The default address is :8480. The server speaks HTTP with JSON bodies: unary requests for the point operations, newline-delimited JSON for scans, and server-sent events for the change feed. Every operation the library offers is available over the wire, so a remote client gets the same get, set, scan, transaction, and watch surface as an in-process one.

Alongside HTTP, the server can speak a compact binary protocol, which is opt-in because it listens on a second address:

kv serve app.kv --addr :8480 --binary-addr :8481

The binary protocol is pure Go with no external dependencies and adds interactive transactions, a session that interleaves reads and writes across several round trips, which the stateless HTTP path does not. Use HTTP for reach and tooling, the binary protocol for throughput and interactive sessions.

Securing it

The server defaults to safe: it refuses to serve a non-loopback address in plaintext, so you cannot accidentally expose an unencrypted, unauthenticated database to the network. To serve off-host you either turn on TLS or, for a deliberately open setup on a trusted network, pass --insecure.

Transport security

Turn on TLS with a certificate and key, and require client certificates (mTLS) by adding a client CA:

kv serve app.kv --addr :8480 \
  --tls-cert server.pem --tls-key server-key.pem \
  --tls-client-ca clients-ca.pem \
  --mtls-identity-file identities.txt

With --tls-client-ca set, the server verifies client certificates, and --mtls-identity-file maps each certificate's common name to an identity with its own per-prefix grants.

Authentication

Two authentication modes are available, and they are mutually exclusive. A static token file maps tokens to identities and per-prefix grants:

kv serve app.kv --auth-file tokens.txt

Or verify JWT bearer tokens, validated against a shared secret, a public key, or an OIDC JWKS endpoint, with optional issuer and audience checks:

kv serve app.kv --jwt-jwks-url https://issuer.example/.well-known/jwks.json \
  --jwt-issuer https://issuer.example --jwt-audience kv-api

Either way, authorization is per-prefix: an identity is granted read or write on key prefixes, so you can hand one caller read-only access to metrics: and another full access to tenant-7: from the same database.

Limits

The server can bound both the size of what it accepts and the load it takes:

Flag Bounds
--max-key-size, --max-value-size The largest key and value it will accept.
--max-batch-ops Operations in one batch or transaction.
--max-scan-limit Pairs one scan can return.
--max-conns Open connections per listener.
--max-in-flight Concurrent in-progress requests.
--rate, --rate-burst Per-caller request rate and burst.

These default to off (unbounded).

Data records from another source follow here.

//! Two-stage inverse-transform sampler for a discrete joint distribution.
//!
//! A draw takes two uniforms from the caller's [`UniformSource`]:
//!
//! 1. `u` picks the row `i` from the cumulative X marginal.
//! 2. `v` picks the column `j` from the cumulative distribution of
//!    `P(Y = y_j | X = x_i) = p[i, j] / XDensity[i]`.
//!
//! Every cumulative table is built once in [`DiscreteJointSampler::new`]
//! and looked up with a half-open scan (see [`CumulativeTable::index_of`]),
//! so a draw costs O(R + C).

use tracing::debug;

use crate::error::{Result, SimulationError};
use crate::matrix::ProbabilityMatrix;
use crate::random::{CumulativeTable, UniformSource};
use crate::sample::Sample;

/// Draws `(x, y)` pairs distributed according to a joint PMF.
///
/// # Examples
/// ```
/// use jointsim::matrix::ProbabilityMatrix;
/// use jointsim::random::create_rng;
/// use jointsim::sampler::DiscreteJointSampler;
///
/// let pmf = ProbabilityMatrix::new(vec![
///     vec![0.1, 0.2],
///     vec![0.3, 0.4],
/// ]).unwrap();
/// let sampler = DiscreteJointSampler::new(pmf, vec![1, 2], vec![10, 20]).unwrap();
/// let sample = sampler.generate(&mut create_rng(7), 500).unwrap();
/// assert_eq!(sample.volume(), 500);
/// assert!(sample.pairs().iter().all(|&(x, y)| [1, 2].contains(&x) && [10, 20].contains(&y)));
/// ```
#[derive(Debug, Clone)]
pub struct DiscreteJointSampler {
    matrix: ProbabilityMatrix,
    x_support: Vec<i64>,
    y_support: Vec<i64>,
    rows: CumulativeTable,
    conditional: Vec<CumulativeTable>,
}

impl DiscreteJointSampler {
    /// Precomputes the marginal and conditional cumulative tables.
    ///
    /// The PMF should already have passed
    /// [`ProbabilityMatrixValidator`](crate::validate::ProbabilityMatrixValidator);
    /// the sampler itself only rejects supports of the wrong length.
    ///
    /// # Errors
    /// `InvalidArgument` if `x_support.len()` differs from the number of
    /// rows or `y_support.len()` from the number of columns.
    pub fn new(matrix: ProbabilityMatrix, x_support: Vec<i64>, y_support: Vec<i64>) -> Result<Self> {
        if x_support.len() != matrix.rows() {
            return Err(SimulationError::invalid(
                "x_support",
                format!("{} values for {} rows", x_support.len(), matrix.rows()),
            ));
        }
        if y_support.len() != matrix.columns() {
            return Err(SimulationError::invalid(
                "y_support",
                format!("{} values for {} columns", y_support.len(), matrix.columns()),
            ));
        }

        let rows = CumulativeTable::new(matrix.x_density());
        // Normalizing each row by its own total is the same as dividing by
        // XDensity[i]; an all-zero row stays all zero and is never scanned.
        let conditional = matrix.iter_rows().map(CumulativeTable::new).collect();

        debug!(
            rows = matrix.rows(),
            columns = matrix.columns(),
            x_total = rows.total_weight(),
            "built joint sampler"
        );

        Ok(Self {
            matrix,
            x_support,
            y_support,
            rows,
            conditional,
        })
    }

    /// The PMF being sampled.
    pub fn matrix(&self) -> &ProbabilityMatrix {
        &self.matrix
    }

    /// X support values, one per row.
    pub fn x_support(&self) -> &[i64] {
        &self.x_support
    }

    /// Y support values, one per column.
    pub fn y_support(&self) -> &[i64] {
        &self.y_support
    }

    /// Cumulative X marginal used for the first stage.
    pub fn row_cdf(&self) -> &[f64] {
        self.rows.values()
    }

    /// Cumulative conditional distribution of Y given row `i`.
    ///
    /// # Panics
    /// If `i` is not a row index.
    pub fn conditional_cdf(&self, i: usize) -> &[f64] {
        self.conditional[i].values()
    }

    /// Draws one `(row, column)` index pair, consuming `u` then `v`.
    ///
    /// # Errors
    /// `InvariantViolation` if a variate falls outside every cumulative
    /// interval, which means the PMF is all zero or holds NaN.
    pub fn sample_indices<U: UniformSource + ?Sized>(&self, source: &mut U) -> Result<(usize, usize)> {
        let u = source.next_uniform();
        let i = self.rows.index_of(u).ok_or_else(|| {
            SimulationError::invariant(format!("no X index for u = {u}"))
        })?;
        let v = source.next_uniform();
        let j = self.conditional[i].index_of(v).ok_or_else(|| {
            SimulationError::invariant(format!("no Y index for v = {v} in row {i}"))
        })?;
        Ok((i, j))
    }

    /// Draws one `(x, y)` pair.
    ///
    /// # Errors
    /// See [`sample_indices`](Self::sample_indices).
    pub fn sample<U: UniformSource + ?Sized>(&self, source: &mut U) -> Result<(i64, i64)> {
        let (i, j) = self.sample_indices(source)?;
        Ok((self.x_support[i], self.y_support[j]))
    }

    /// Draws `volume` independent pairs.
    ///
    /// # Errors
    /// `InvalidArgument` if `volume` is 0; otherwise the first failing draw.
    pub fn generate<U: UniformSource + ?Sized>(&self, source: &mut U, volume: usize) -> Result<JointSample> {
        if volume == 0 {
            return Err(SimulationError::invalid("volume", "must be positive"));
        }
        let pairs = (0..volume)
            .map(|_| self.sample(&mut *source))
            .collect::<Result<Vec<_>>>()?;
        debug!(volume, "generated joint sample");
        Ok(JointSample {
            pairs,
            x_support: self.x_support.clone(),
            y_support: self.y_support.clone(),
        })
    }
}

/// Pairs drawn by a [`DiscreteJointSampler`], with the supports they were
/// drawn from.
#[derive(Debug, Clone, PartialEq)]
pub struct JointSample {
    pairs: Vec<(i64, i64)>,
    x_support: Vec<i64>,
    y_support: Vec<i64>,
}

impl JointSample {
    /// Drawn pairs in draw order.
    pub fn pairs(&self) -> &[(i64, i64)] {
        &self.pairs
    }

    /// Number of pairs.
    pub fn volume(&self) -> usize {
        self.pairs.len()
    }

    /// X support of the sampler.
    pub fn x_support(&self) -> &[i64] {
        &self.x_support
    }

    /// Y support of the sampler.
    pub fn y_support(&self) -> &[i64] {
        &self.y_support
    }

    /// The X projection as a [`Sample`].
    pub fn x_sample(&self) -> Result<Sample> {
        Sample::from_integers(self.pairs.iter().map(|&(x, _)| x))
    }

    /// The Y projection as a [`Sample`].
    pub fn y_sample(&self) -> Result<Sample> {
        Sample::from_integers(self.pairs.iter().map(|&(_, y)| y))
    }

    /// Relative frequency of every `(X[i], Y[j])` cell.
    pub fn empirical_matrix(&self) -> Result<ProbabilityMatrix> {
        ProbabilityMatrix::from_pairs(&self.pairs, &self.x_support, &self.y_support)
    }
}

Set the ones that matter for a server facing untrusted callers; leave them open for a trusted internal one.

The change feed

watch streams committed changes as they happen, which is how a downstream process tails the database without polling:

kv watch app.kv --prefix orders:

Over HTTP the same feed arrives as server-sent events. A subscriber that falls too far behind is dropped with ErrSubscriberLagged rather than being allowed to stall writers, so a slow consumer never backs up the database; reconnect and resume.

Graceful shutdown

On SIGINT or SIGTERM the server stops accepting new work and drains what is in flight. Add --checkpoint-on-shutdown to fold the WAL into the main file on the way out, which leaves the file fully checkpointed and makes the next open fast:

kv serve app.kv --checkpoint-on-shutdown

Embedding the server

If you need more control than the flags give, the server package exposes the same machinery to a Go program. server.New(db, opts) builds a server over an already-open database, and Serve, ServeBinary, and Shutdown drive its lifecycle, with server.Options carrying the same limits, auth, and TLS configuration the flags set. This is the path to take when the process also needs to hold an encryption key or run other work alongside the listener.